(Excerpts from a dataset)
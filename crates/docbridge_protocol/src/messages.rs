//! Protocol messages and their routes.

use crate::error::{ProtocolError, ProtocolResult};
use crate::http::Method;
use crate::predicate::Predicate;
use crate::record::Record;
use serde::de::DeserializeOwned;
use serde::{Deserialize, Serialize};
use std::fmt;
use std::str::FromStr;

/// How requests reach the store.
#[derive(Debug, Clone, Copy, PartialEq, Eq, Default, Serialize, Deserialize)]
pub enum ConnectionMode {
    /// Requests address the data routes directly.
    #[default]
    Direct,
    /// Requests go through the `/gateway` route family.
    Gateway,
}

impl ConnectionMode {
    /// Returns the route prefix for this mode.
    pub fn prefix(&self) -> &'static str {
        match self {
            ConnectionMode::Direct => "",
            ConnectionMode::Gateway => "/gateway",
        }
    }
}

impl fmt::Display for ConnectionMode {
    fn fmt(&self, f: &mut fmt::Formatter<'_>) -> fmt::Result {
        match self {
            ConnectionMode::Direct => f.write_str("direct"),
            ConnectionMode::Gateway => f.write_str("gateway"),
        }
    }
}

impl FromStr for ConnectionMode {
    type Err = String;

    fn from_str(s: &str) -> Result<Self, Self::Err> {
        match s.trim().to_ascii_lowercase().as_str() {
            "direct" => Ok(ConnectionMode::Direct),
            "gateway" => Ok(ConnectionMode::Gateway),
            other => Err(format!("unknown connection mode: {other}")),
        }
    }
}

/// Opaque position of a paginated query.
#[derive(Debug, Clone, PartialEq, Eq, Hash, Serialize, Deserialize)]
pub struct ContinuationToken(String);

impl ContinuationToken {
    /// Wraps a token issued by the store.
    pub fn new(token: impl Into<String>) -> Self {
        Self(token.into())
    }

    /// Returns the raw token.
    pub fn as_str(&self) -> &str {
        &self.0
    }
}

/// A single logical operation against the store.
#[derive(Debug, Clone, PartialEq, Serialize, Deserialize)]
pub enum Request {
    /// Account probe used as the connection handshake.
    Account,
    /// Creates the database and container if they do not exist.
    EnsureContainer {
        /// Database name.
        database: String,
        /// Container name.
        container: String,
    },
    /// Deletes a database and everything in it.
    DeleteDatabase {
        /// Database name.
        database: String,
    },
    /// Inserts or replaces a batch of records.
    Upsert {
        /// Database name.
        database: String,
        /// Container name.
        container: String,
        /// Records to write.
        records: Vec<Record>,
    },
    /// Reads one record by identity.
    Read {
        /// Database name.
        database: String,
        /// Container name.
        container: String,
        /// Record identifier.
        id: String,
        /// Partition key value.
        partition_key: String,
    },
    /// Fetches one page of a filtered query.
    Query {
        /// Database name.
        database: String,
        /// Container name.
        container: String,
        /// Filter to apply.
        predicate: Predicate,
        /// Position to resume from, `None` for the first page.
        continuation: Option<ContinuationToken>,
        /// Maximum records per page.
        max_items: u32,
    },
}

impl Request {
    /// Short name used in logs.
    pub fn kind(&self) -> &'static str {
        match self {
            Request::Account => "account",
            Request::EnsureContainer { .. } => "ensure_container",
            Request::DeleteDatabase { .. } => "delete_database",
            Request::Upsert { .. } => "upsert",
            Request::Read { .. } => "read",
            Request::Query { .. } => "query",
        }
    }

    /// Method and resource path (without the connection mode prefix).
    pub fn route(&self) -> (Method, String) {
        match self {
            Request::Account => (Method::Get, "/".to_string()),
            Request::EnsureContainer {
                database,
                container,
            } => (Method::Put, format!("/dbs/{database}/colls/{container}")),
            Request::DeleteDatabase { database } => (Method::Delete, format!("/dbs/{database}")),
            Request::Upsert {
                database,
                container,
                ..
            } => (
                Method::Post,
                format!("/dbs/{database}/colls/{container}/docs"),
            ),
            Request::Read {
                database,
                container,
                id,
                ..
            } => (
                Method::Get,
                format!("/dbs/{database}/colls/{container}/docs/{id}"),
            ),
            Request::Query {
                database,
                container,
                ..
            } => (
                Method::Post,
                format!("/dbs/{database}/colls/{container}/query"),
            ),
        }
    }

    /// Full path for the given connection mode.
    pub fn path(&self, mode: ConnectionMode) -> String {
        let (_, resource) = self.route();
        format!("{}{}", mode.prefix(), resource)
    }
}

/// Account metadata returned by the handshake probe.
#[derive(Debug, Clone, PartialEq, Eq, Serialize, Deserialize)]
pub struct AccountInfo {
    /// Number of physical partitions.
    pub partition_count: u32,
    /// Whether the gateway routes are served.
    pub gateway_enabled: bool,
    /// Existing databases.
    pub databases: Vec<String>,
}

/// Store verdict for a single record in an upsert batch.
#[derive(Debug, Clone, PartialEq, Eq, Serialize, Deserialize)]
pub enum ItemStatus {
    /// The record was durably written.
    Committed,
    /// The record failed validation.
    Invalid(String),
    /// The write conflicted with the stored state.
    Conflict(String),
}

impl ItemStatus {
    /// Returns true if the record was written.
    pub fn is_committed(&self) -> bool {
        matches!(self, ItemStatus::Committed)
    }
}

/// Per-record result inside an upsert response.
#[derive(Debug, Clone, PartialEq, Eq, Serialize, Deserialize)]
pub struct ItemResult {
    /// Record identifier.
    pub id: String,
    /// Partition key value.
    pub partition_key: String,
    /// Verdict.
    pub status: ItemStatus,
}

/// Successful response bodies.
#[derive(Debug, Clone, PartialEq, Serialize, Deserialize)]
pub enum Response {
    /// Handshake result.
    Account(AccountInfo),
    /// Container exists; `created` is false when it already existed.
    ContainerReady {
        /// Whether the call created it.
        created: bool,
    },
    /// Database deletion result.
    Deleted {
        /// Whether the database existed.
        existed: bool,
    },
    /// Per-record outcomes of an upsert, in request order.
    Upserted {
        /// Item results.
        items: Vec<ItemResult>,
    },
    /// Point read result.
    Item(Option<Record>),
    /// One page of query results.
    Page {
        /// Records in store order.
        records: Vec<Record>,
        /// Position of the next page, `None` when exhausted.
        continuation: Option<ContinuationToken>,
    },
}

impl Response {
    /// Short name used in logs and mismatch errors.
    pub fn kind(&self) -> &'static str {
        match self {
            Response::Account(_) => "account",
            Response::ContainerReady { .. } => "container_ready",
            Response::Deleted { .. } => "deleted",
            Response::Upserted { .. } => "upserted",
            Response::Item(_) => "item",
            Response::Page { .. } => "page",
        }
    }
}

/// Body of a non-2xx response.
#[derive(Debug, Clone, PartialEq, Eq, Serialize, Deserialize)]
pub struct ErrorBody {
    /// Machine readable code, e.g. `TooManyRequests`.
    pub code: String,
    /// Human readable message.
    pub message: String,
}

impl ErrorBody {
    /// Creates an error body.
    pub fn new(code: impl Into<String>, message: impl Into<String>) -> Self {
        Self {
            code: code.into(),
            message: message.into(),
        }
    }
}

/// Encodes a message body as CBOR.
pub fn encode_body<T: Serialize>(value: &T) -> ProtocolResult<Vec<u8>> {
    let mut buf = Vec::new();
    ciborium::into_writer(value, &mut buf)
        .map_err(|e| ProtocolError::encoding_failed(e.to_string()))?;
    Ok(buf)
}

/// Decodes a CBOR message body.
pub fn decode_body<T: DeserializeOwned>(bytes: &[u8]) -> ProtocolResult<T> {
    ciborium::from_reader(bytes).map_err(|e| ProtocolError::decoding_failed(e.to_string()))
}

Your goal:
Return each entry exactly. Leave none out.

Solved exercise:
filename crates/docbridge_protocol/src/messages.rs
//! Protocol messages and their routes.

use crate::error::{ProtocolError, ProtocolResult};
use crate::http::Method;
use crate::predicate::Predicate;
use crate::record::Record;
use serde::de::DeserializeOwned;
use serde::{Deserialize, Serialize};
use std::fmt;
use std::str::FromStr;

/// How requests reach the store.
#[derive(Debug, Clone, Copy, PartialEq, Eq, Default, Serialize, Deserialize)]
pub enum ConnectionMode {
    /// Requests address the data routes directly.
    #[default]
    Direct,
    /// Requests go through the `/gateway` route family.
    Gateway,
}

impl ConnectionMode {
    /// Returns the route prefix for this mode.
    pub fn prefix(&self) -> &'static str {
        match self {
            ConnectionMode::Direct => "",
            ConnectionMode::Gateway => "/gateway",
        }
    }
}

impl fmt::Display for ConnectionMode {
    fn fmt(&self, f: &mut fmt::Formatter<'_>) -> fmt::Result {
        match self {
            ConnectionMode::Direct => f.write_str("direct"),
            ConnectionMode::Gateway => f.write_str("gateway"),
        }
    }
}

impl FromStr for ConnectionMode {
    type Err = String;

    fn from_str(s: &str) -> Result<Self, Self::Err> {
        match s.trim().to_ascii_lowercase().as_str() {
            "direct" => Ok(ConnectionMode::Direct),
            "gateway" => Ok(ConnectionMode::Gateway),
            other => Err(format!("unknown connection mode: {other}")),
        }
    }
}

/// Opaque position of a paginated query.
#[derive(Debug, Clone, PartialEq, Eq, Hash, Serialize, Deserialize)]
pub struct ContinuationToken(String);

impl ContinuationToken {
    /// Wraps a token issued by the store.
    pub fn new(token: impl Into<String>) -> Self {
        Self(token.into())
    }

    /// Returns the raw token.
    pub fn as_str(&self) -> &str {
        &self.0
    }
}

/// A single logical operation against the store.
#[derive(Debug, Clone, PartialEq, Serialize, Deserialize)]
pub enum Request {
    /// Account probe used as the connection handshake.
    Account,
    /// Creates the database and container if they do not exist.
    EnsureContainer {
        /// Database name.
        database: String,
        /// Container name.
        container: String,
    },
    /// Deletes a database and everything in it.
    DeleteDatabase {
        /// Database name.
        database: String,
    },
    /// Inserts or replaces a batch of records.
    Upsert {
        /// Database name.
        database: String,
        /// Container name.
        container: String,
        /// Records to write.
        records: Vec<Record>,
    },
    /// Reads one record by identity.
    Read {
        /// Database name.
        database: String,
        /// Container name.
        container: String,
        /// Record identifier.
        id: String,
        /// Partition key value.
        partition_key: String,
    },
    /// Fetches one page of a filtered query.
    Query {
        /// Database name.
        database: String,
        /// Container name.
        container: String,
        /// Filter to apply.
        predicate: Predicate,
        /// Position to resume from, `None` for the first page.
        continuation: Option<ContinuationToken>,
        /// Maximum records per page.
        max_items: u32,
    },
}

impl Request {
    /// Short name used in logs.
    pub fn kind(&self) -> &'static str {
        match self {
            Request::Account => "account",
            Request::EnsureContainer { .. } => "ensure_container",
            Request::DeleteDatabase { .. } => "delete_database",
            Request::Upsert { .. } => "upsert",
            Request::Read { .. } => "read",
            Request::Query { .. } => "query",
        }
    }

    /// Method and resource path (without the connection mode prefix).
    pub fn route(&self) -> (Method, String) {
        match self {
            Request::Account => (Method::Get, "/".to_string()),
            Request::EnsureContainer {
                database,
                container,
            } => (Method::Put, format!("/dbs/{database}/colls/{container}")),
            Request::DeleteDatabase { database } => (Method::Delete, format!("/dbs/{database}")),
            Request::Upsert {
                database,
                container,
                ..
            } => (
                Method::Post,
                format!("/dbs/{database}/colls/{container}/docs"),
            ),
            Request::Read {
                database,
                container,
                id,
                ..
            } => (
                Method::Get,
                format!("/dbs/{database}/colls/{container}/docs/{id}"),
            ),
            Request::Query {
                database,
                container,
                ..
            } => (
                Method::Post,
                format!("/dbs/{database}/colls/{container}/query"),
            ),
        }
    }

    /// Full path for the given connection mode.
    pub fn path(&self, mode: ConnectionMode) -> String {
        let (_, resource) = self.route();
        format!("{}{}", mode.prefix(), resource)
    }
}

/// Account metadata returned by the handshake probe.
#[derive(Debug, Clone, PartialEq, Eq, Serialize, Deserialize)]
pub struct AccountInfo {
    /// Number of physical partitions.
    pub partition_count: u32,
    /// Whether the gateway routes are served.
    pub gateway_enabled: bool,
    /// Existing databases.
    pub databases: Vec<String>,
}

/// Store verdict for a single record in an upsert batch.
#[derive(Debug, Clone, PartialEq, Eq, Serialize, Deserialize)]
pub enum ItemStatus {
    /// The record was durably written.
    Committed,
    /// The record failed validation.
    Invalid(String),
    /// The write conflicted with the stored state.
    Conflict(String),
}

impl ItemStatus {
    /// Returns true if the record was written.
    pub fn is_committed(&self) -> bool {
        matches!(self, ItemStatus::Committed)
    }
}

/// Per-record result inside an upsert response.
#[derive(Debug, Clone, PartialEq, Eq, Serialize, Deserialize)]
pub struct ItemResult {
    /// Record identifier.
    pub id: String,
    /// Partition key value.
    pub partition_key: String,
    /// Verdict.
    pub status: ItemStatus,
}

/// Successful response bodies.
#[derive(Debug, Clone, PartialEq, Serialize, Deserialize)]
pub enum Response {
    /// Handshake result.
    Account(AccountInfo),
    /// Container exists; `created` is false when it already existed.
    ContainerReady {
        /// Whether the call created it.
        created: bool,
    },
    /// Database deletion result.
    Deleted {
        /// Whether the database existed.
        existed: bool,
    },
    /// Per-record outcomes of an upsert, in request order.
    Upserted {
        /// Item results.
        items: Vec<ItemResult>,
    },
    /// Point read result.
    Item(Option<Record>),
    /// One page of query results.
    Page {
        /// Records in store order.
        records: Vec<Record>,
        /// Position of the next page, `None` when exhausted.
        continuation: Option<ContinuationToken>,
    },
}

impl Response {
    /// Short name used in logs and mismatch errors.
    pub fn kind(&self) -> &'static str {
        match self {
            Response::Account(_) => "account",
            Response::ContainerReady { .. } => "container_ready",
            Response::Deleted { .. } => "deleted",
            Response::Upserted { .. } => "upserted",
            Response::Item(_) => "item",
            Response::Page { .. } => "page",
        }
    }
}

/// Body of a non-2xx response.
#[derive(Debug, Clone, PartialEq, Eq, Serialize, Deserialize)]
pub struct ErrorBody {
    /// Machine readable code, e.g. `TooManyRequests`.
    pub code: String,
    /// Human readable message.
    pub message: String,
}

impl ErrorBody {
    /// Creates an error body.
    pub fn new(code: impl Into<String>, message: impl Into<String>) -> Self {
        Self {
            code: code.into(),
            message: message.into(),
        }
    }
}

/// Encodes a message body as CBOR.
pub fn encode_body<T: Serialize>(value: &T) -> ProtocolResult<Vec<u8>> {
    let mut buf = Vec::new();
    ciborium::into_writer(value, &mut buf)
        .map_err(|e| ProtocolError::encoding_failed(e.to_string()))?;
    Ok(buf)
}

/// Decodes a CBOR message body.
pub fn decode_body<T: DeserializeOwned>(bytes: &[u8]) -> ProtocolResult<T> {
    ciborium::from_reader(bytes).map_err(|e| ProtocolError::decoding_failed(e.to_string()))
}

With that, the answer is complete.